Easy Win: Introduce clearer, more explicit intent representations and event triggers. For example, define strict conditions or “contract tests” that ensure an agent only reacts to certain triggers. Improving prompt engineering and adding explicit workflows (e.g., using a lightweight DSL or BPMN-like structure) can help.
Harder Challenge: Achieving consistently deterministic behavior at scale, especially as the number of agents and tools grows. This may require more sophisticated orchestration frameworks, stable APIs, or hierarchical supervisors that break down tasks into clearer sub-goals.
Ensuring Scalability and Low Latency
While file-based logs and polling were simple to implement, they introduce latency and complexity at scale. Modern voice assistants might need to handle thousands of parallel tasks. Latency-sensitive applications can’t afford frequent polling or lengthy handoffs.
Easy Win: Swap file-based communication for event-driven middleware—such as message queues (RabbitMQ, Kafka) or streaming databases. This would reduce latency and improve responsiveness almost immediately.
Harder Challenge: Designing a fully reactive system where agents subscribe to event streams and respond in near real-time. Ensuring that adding a new agent doesn’t require major architectural changes is trickier. It may demand establishing conventions for message schemas, lifecycle management, and failure handling.
Retrieving Context Without Blocking
RAG provides richer, more context-aware answers. The biggest benefit is giving users insights into the “why” and “how” of system behavior. However, doing so on every query would slow things down.
Easy Win: Maintain a cache of frequently asked questions about system architecture. For less common questions, fetch on-demand. Introduce resource budgeting—e.g., limit retrieval frequency or complexity.
Harder Challenge: Dynamically prioritize retrieval requests based on user engagement signals or conversation context. For instance, if the user repeatedly asks for complex internal details, how can we prefetch information without overloading the system?
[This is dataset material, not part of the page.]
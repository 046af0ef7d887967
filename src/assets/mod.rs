pub(crate) mod image_ref;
Benchmarking & Best Practices
This prototype was a proof-of-concept. The next step is rigorous benchmarking: measure latency, throughput, error rates, and user satisfaction. Understanding these metrics allows us to iterate intelligently.
Adoption Tips for Practitioners:
- Start small. Introduce asynchronous processes and a single agent to handle a specific workflow.
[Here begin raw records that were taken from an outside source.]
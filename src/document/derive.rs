//! Pure derivations recomputed on every render: font size, headline segmentation, placement.

use std::sync::LazyLock;

use regex::Regex;

use crate::{
    document::model::LayoutDocument,
    foundation::core::{Point, Rect, Size},
};

/// Pixels per root-em.
pub const ROOT_EM_PX: f64 = 16.0;
/// Headline line height as a multiple of the font size.
pub const LINE_HEIGHT: f64 = 1.15;

const CONTENT_PADDING_PX: f64 = 24.0;
const BRAND_FONT_PX: f64 = 14.0;
const CIRCLE_RING_PX: f64 = 3.0;

// Shortest run between a `{` and the next `}` on the same line; first match wins, so nesting
// is not recognized.
static HIGHLIGHT: LazyLock<Regex> = LazyLock::new(|| {
    Regex::new(r"\{(.*?)\}").unwrap_or_else(|e| unreachable!("static regex: {e}"))
});

/// One run of headline text.
#[derive(Clone, Debug, PartialEq, Eq, serde::Serialize)]
pub struct HeadlineSegment {
    /// Text with delimiters stripped.
    pub text: String,
    /// Rendered in the highlight color when set.
    pub highlighted: bool,
}

impl HeadlineSegment {
    /// A run in the default text color.
    pub fn plain(text: impl Into<String>) -> Self {
        Self {
            text: text.into(),
            highlighted: false,
        }
    }

    /// A run in the highlight color.
    pub fn highlighted(text: impl Into<String>) -> Self {
        Self {
            text: text.into(),
            highlighted: true,
        }
    }
}

/// Headline font size in root-em: the format base scaled by `headlineSize` percent.
pub fn font_size_rem(doc: &LayoutDocument) -> f64 {
    doc.format.font_base_rem() * (f64::from(doc.headline_size) / 100.0)
}

/// Split a headline into plain and highlighted runs.
///
/// `{...}` pairs are matched non-greedily left to right and never span a line break; the braces
/// are dropped and the inner text kept. Unmatched braces stay as plain text and empty runs are
/// omitted.
pub fn segment_headline(text: &str) -> Vec<HeadlineSegment> {
    let mut out = Vec::new();
    let mut last = 0usize;
    for caps in HIGHLIGHT.captures_iter(text) {
        let (Some(whole), Some(inner)) = (caps.get(0), caps.get(1)) else {
            continue;
        };
        if whole.start() > last {
            out.push(HeadlineSegment::plain(&text[last..whole.start()]));
        }
        if !inner.as_str().is_empty() {
            out.push(HeadlineSegment::highlighted(inner.as_str()));
        }
        last = whole.end();
    }
    if last < text.len() {
        out.push(HeadlineSegment::plain(&text[last..]));
    }
    out
}

/// Resolved placement of every layer for one output size.
///
/// All values are output pixels: the preview size of the format times `scale`.
#[derive(Clone, Debug, PartialEq)]
pub struct PostLayout {
    /// Output canvas size.
    pub canvas: Size,
    /// Capture scale relative to the preview.
    pub scale: f64,
    /// Top of the bottom gradient band (it runs to the bottom edge).
    pub gradient_top: f64,
    /// Bounding square of the circular inset.
    pub circle: Rect,
    /// Width of the ring drawn around the inset.
    pub circle_ring: f64,
    /// Top-left of the brand name text box.
    pub brand_origin: Point,
    /// Brand name font size.
    pub brand_font_px: f64,
    /// Left edge of the headline block.
    pub headline_left: f64,
    /// Maximum line width of the headline block.
    pub headline_max_width: f64,
    /// Bottom edge of the headline block.
    pub headline_bottom: f64,
    /// Headline font size.
    pub headline_font_px: f64,
}

impl PostLayout {
    /// Place every layer of `doc` on a canvas of `format.preview_size() * scale`.
    pub fn compute(doc: &LayoutDocument, scale: f64) -> Self {
        let scale = if scale.is_finite() && scale > 0.0 {
            scale
        } else {
            1.0
        };
        let preview = doc.format.preview_size();
        let canvas = Size::new(preview.width * scale, preview.height * scale);
        let (w, h) = (canvas.width, canvas.height);

        let d = doc.circle_size / 100.0 * w;
        let right_gap = doc.circle_x / 100.0 * w;
        let left = w - right_gap - d;
        let top = doc.circle_y / 100.0 * h;

        let pad = CONTENT_PADDING_PX * scale;
        Self {
            canvas,
            scale,
            gradient_top: h * (1.0 - doc.format.gradient_fraction()),
            circle: Rect::new(left, top, left + d, top + d),
            circle_ring: CIRCLE_RING_PX * scale,
            brand_origin: Point::new(pad, doc.format.brand_top_px() * scale),
            brand_font_px: BRAND_FONT_PX * scale,
            headline_left: pad,
            headline_max_width: (w - 2.0 * pad).max(0.0),
            headline_bottom: h - (doc.format.headline_baseline_px() + doc.headline_y) * scale,
            headline_font_px: font_size_rem(doc) * ROOT_EM_PX * scale,
        }
    }
}

/// Where an image lands when it covers `container` (CSS `object-fit: cover`).
///
/// `pos_x`/`pos_y` are object-position percentages; `zoom >= 1` enlarges around that anchor.
pub fn cover_rect(container: Size, image: Size, pos_x: f64, pos_y: f64, zoom: f64) -> Rect {
    if image.width <= 0.0 || image.height <= 0.0 {
        return Rect::from_origin_size(Point::ZERO, container);
    }
    let fit = (container.width / image.width).max(container.height / image.height);
    let k = fit * zoom.max(1.0);
    let (sw, sh) = (image.width * k, image.height * k);
    let x = (container.width - sw) * (pos_x.clamp(0.0, 100.0) / 100.0);
    let y = (container.height - sh) * (pos_y.clamp(0.0, 100.0) / 100.0);
    Rect::new(x, y, x + sw, y + sh)
}

#[cfg(test)]
#[path = "../../tests/unit/document/derive.rs"]
mod tests;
- Use simple message passing first, then evolve to event-driven architectures as complexity grows.
- Invest in logging and observability (e.g., Prometheus/Grafana dashboards) to understand agent interactions at scale.
- Consider standardizing on an agent interface (e.g., OpenAI Function Calling style or LangChain’s Tool interface) to keep integration consistent.
Future Work: Toward a State-of-the-Art Ecosystem
The research aligns with current developments in LLM orchestration frameworks (e.g., LangChain, Haystack, OpenAI’s Function Calling APIs) and vector databases (e.g., Pinecone, Weaviate) that can serve as scalable backends for RAG. We’re just scratching the surface of what’s possible.
Planned Improvements:
- Integrate event streams for near-instant updates.
- Experiment with hierarchical agent structures (a “manager” agent that sets goals, lower-level agents that solve subproblems).
- Enhance RAG with external APIs or dynamic knowledge graphs for even richer answers.
- Set up automated testing scenarios to validate deterministic behavior and performance under load.
We encourage readers to explore the codebase, try adding their own agents or integrating new retrieval sources, and share their findings. Let’s collectively tackle these challenges—intent modeling, reliable delegation, scalable architectures—and push voice assistants toward a more truly conversational, context-aware future.